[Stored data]

===============

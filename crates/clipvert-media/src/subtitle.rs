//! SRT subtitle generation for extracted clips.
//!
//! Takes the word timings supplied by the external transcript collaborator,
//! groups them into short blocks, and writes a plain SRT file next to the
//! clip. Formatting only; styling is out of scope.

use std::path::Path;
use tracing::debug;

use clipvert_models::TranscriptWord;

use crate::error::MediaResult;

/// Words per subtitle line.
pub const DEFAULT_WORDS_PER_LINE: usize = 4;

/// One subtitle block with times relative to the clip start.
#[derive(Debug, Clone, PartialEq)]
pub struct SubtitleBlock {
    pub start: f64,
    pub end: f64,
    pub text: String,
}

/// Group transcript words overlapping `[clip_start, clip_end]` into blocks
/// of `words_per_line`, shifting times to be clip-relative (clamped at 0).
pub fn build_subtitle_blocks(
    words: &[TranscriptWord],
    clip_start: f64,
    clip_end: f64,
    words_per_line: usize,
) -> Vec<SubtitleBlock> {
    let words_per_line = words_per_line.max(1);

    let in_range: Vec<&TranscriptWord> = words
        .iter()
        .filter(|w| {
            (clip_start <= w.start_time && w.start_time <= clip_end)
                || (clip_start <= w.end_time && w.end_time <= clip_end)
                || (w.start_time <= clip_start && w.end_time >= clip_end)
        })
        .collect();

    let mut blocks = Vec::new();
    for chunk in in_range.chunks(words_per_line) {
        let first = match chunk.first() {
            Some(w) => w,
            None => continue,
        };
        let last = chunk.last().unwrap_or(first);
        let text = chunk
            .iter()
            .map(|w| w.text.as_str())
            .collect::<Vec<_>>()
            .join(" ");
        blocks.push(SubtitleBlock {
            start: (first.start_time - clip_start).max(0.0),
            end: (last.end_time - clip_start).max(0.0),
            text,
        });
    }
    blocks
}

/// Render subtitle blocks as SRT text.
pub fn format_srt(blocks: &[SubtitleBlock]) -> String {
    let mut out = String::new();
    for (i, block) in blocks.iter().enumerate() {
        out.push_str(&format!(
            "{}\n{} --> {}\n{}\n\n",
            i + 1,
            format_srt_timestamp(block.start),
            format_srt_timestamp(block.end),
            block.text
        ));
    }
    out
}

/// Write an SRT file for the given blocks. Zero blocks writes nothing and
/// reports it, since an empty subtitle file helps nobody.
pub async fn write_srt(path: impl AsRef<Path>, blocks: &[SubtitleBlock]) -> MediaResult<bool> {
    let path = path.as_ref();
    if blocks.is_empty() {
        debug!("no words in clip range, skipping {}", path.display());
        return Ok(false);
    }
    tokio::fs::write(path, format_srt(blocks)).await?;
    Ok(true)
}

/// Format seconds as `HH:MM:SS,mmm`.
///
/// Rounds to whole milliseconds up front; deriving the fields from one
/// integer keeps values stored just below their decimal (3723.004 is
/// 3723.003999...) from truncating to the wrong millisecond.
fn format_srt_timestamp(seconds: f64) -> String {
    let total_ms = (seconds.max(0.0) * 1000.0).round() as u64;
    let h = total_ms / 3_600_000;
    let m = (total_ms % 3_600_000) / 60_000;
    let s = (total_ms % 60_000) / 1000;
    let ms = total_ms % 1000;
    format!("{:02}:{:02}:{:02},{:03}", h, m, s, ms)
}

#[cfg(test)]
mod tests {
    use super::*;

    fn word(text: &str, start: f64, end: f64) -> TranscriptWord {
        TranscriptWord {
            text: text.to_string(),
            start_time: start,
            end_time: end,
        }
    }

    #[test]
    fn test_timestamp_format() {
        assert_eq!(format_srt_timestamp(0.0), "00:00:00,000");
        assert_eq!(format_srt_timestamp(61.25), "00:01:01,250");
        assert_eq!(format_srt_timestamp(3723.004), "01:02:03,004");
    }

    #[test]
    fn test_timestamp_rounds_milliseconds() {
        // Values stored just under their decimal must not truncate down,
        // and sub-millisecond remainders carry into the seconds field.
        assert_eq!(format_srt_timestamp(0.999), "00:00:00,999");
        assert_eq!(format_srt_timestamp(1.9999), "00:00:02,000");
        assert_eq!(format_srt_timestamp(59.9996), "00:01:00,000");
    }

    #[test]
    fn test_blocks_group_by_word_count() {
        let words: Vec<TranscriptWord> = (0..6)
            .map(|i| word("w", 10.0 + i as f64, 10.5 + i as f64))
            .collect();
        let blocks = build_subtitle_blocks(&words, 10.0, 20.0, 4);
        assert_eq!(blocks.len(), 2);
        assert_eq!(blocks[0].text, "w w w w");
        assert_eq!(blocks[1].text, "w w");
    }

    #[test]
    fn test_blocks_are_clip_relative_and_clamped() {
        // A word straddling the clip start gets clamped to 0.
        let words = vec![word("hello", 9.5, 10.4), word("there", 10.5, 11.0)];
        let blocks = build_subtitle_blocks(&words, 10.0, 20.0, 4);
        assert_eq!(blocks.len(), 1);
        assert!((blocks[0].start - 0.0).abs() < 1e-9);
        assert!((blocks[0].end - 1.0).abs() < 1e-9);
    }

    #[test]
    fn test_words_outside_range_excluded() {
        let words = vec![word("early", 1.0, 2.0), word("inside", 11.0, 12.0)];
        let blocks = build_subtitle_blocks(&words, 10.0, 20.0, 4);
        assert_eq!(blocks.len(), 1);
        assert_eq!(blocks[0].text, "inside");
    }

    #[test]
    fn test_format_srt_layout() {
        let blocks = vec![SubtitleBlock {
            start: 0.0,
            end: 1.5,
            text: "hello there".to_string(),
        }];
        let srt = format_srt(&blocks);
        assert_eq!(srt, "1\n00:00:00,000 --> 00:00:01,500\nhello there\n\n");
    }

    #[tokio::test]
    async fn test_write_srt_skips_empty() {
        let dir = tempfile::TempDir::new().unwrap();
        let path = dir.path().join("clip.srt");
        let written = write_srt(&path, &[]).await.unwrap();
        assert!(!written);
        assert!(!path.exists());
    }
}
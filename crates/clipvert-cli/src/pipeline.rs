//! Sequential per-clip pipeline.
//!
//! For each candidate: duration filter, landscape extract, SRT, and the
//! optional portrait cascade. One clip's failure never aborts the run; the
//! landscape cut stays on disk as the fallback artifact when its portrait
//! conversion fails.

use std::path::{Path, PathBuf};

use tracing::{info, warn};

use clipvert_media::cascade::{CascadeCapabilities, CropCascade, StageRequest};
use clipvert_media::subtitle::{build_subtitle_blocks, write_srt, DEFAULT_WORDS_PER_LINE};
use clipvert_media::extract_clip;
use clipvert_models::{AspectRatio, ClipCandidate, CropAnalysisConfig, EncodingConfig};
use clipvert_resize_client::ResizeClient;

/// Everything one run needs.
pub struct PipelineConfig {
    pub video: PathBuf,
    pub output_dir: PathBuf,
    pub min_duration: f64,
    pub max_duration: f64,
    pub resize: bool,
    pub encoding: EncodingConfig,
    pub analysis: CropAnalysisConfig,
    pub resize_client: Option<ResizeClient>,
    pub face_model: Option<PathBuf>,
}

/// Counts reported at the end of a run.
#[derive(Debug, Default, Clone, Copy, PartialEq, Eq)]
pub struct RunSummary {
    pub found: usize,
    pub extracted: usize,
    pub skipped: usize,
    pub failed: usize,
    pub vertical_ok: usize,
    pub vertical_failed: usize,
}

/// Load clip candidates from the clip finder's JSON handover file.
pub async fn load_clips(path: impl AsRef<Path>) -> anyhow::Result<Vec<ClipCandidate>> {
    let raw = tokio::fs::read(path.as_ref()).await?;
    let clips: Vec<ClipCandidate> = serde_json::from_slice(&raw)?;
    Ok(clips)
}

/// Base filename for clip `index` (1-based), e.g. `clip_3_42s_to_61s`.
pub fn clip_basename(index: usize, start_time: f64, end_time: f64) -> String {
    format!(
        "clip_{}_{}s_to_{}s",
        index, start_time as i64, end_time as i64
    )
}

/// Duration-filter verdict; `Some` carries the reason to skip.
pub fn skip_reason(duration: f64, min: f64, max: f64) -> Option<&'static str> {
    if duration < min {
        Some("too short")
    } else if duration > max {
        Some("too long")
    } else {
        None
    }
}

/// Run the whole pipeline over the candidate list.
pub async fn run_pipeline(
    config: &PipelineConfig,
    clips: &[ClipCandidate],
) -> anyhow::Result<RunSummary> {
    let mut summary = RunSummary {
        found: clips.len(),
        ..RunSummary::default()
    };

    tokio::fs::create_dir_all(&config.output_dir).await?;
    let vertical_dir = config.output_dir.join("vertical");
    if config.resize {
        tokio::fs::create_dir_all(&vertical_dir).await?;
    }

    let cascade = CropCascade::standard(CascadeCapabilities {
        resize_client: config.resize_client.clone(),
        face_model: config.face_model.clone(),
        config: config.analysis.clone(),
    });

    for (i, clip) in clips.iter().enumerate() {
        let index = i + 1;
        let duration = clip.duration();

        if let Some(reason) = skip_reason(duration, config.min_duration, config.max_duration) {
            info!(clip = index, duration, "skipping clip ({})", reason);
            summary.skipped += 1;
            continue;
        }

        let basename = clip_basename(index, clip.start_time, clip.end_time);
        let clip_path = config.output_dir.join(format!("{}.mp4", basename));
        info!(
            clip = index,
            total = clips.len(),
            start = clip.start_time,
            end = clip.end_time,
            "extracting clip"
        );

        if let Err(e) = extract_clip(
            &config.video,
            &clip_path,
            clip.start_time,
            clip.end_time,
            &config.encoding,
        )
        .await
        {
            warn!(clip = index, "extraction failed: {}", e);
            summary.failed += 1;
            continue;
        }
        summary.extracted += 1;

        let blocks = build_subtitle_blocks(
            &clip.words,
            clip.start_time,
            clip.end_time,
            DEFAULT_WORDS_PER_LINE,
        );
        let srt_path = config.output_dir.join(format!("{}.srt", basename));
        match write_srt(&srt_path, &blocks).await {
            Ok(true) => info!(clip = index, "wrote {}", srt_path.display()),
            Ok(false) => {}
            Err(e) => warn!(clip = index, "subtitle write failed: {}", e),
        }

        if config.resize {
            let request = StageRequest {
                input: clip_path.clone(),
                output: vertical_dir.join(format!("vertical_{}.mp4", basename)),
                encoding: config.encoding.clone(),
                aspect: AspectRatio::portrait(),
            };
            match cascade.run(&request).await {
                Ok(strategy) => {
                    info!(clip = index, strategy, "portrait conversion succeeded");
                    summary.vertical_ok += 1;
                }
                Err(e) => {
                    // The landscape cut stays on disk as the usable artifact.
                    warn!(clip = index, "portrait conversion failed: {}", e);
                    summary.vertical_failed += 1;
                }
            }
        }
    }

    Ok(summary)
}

===============

- Exercise goal
In the records above, each line with the string "await" should be copied.

- Result
    tokio::fs::write(path, format_srt(blocks)).await?;
        let written = write_srt(&path, &[]).await.unwrap();
    let raw = tokio::fs::read(path.as_ref()).await?;
    tokio::fs::create_dir_all(&config.output_dir).await?;
        tokio::fs::create_dir_all(&vertical_dir).await?;
        .await
        match write_srt(&srt_path, &blocks).await {
            match cascade.run(&request).await {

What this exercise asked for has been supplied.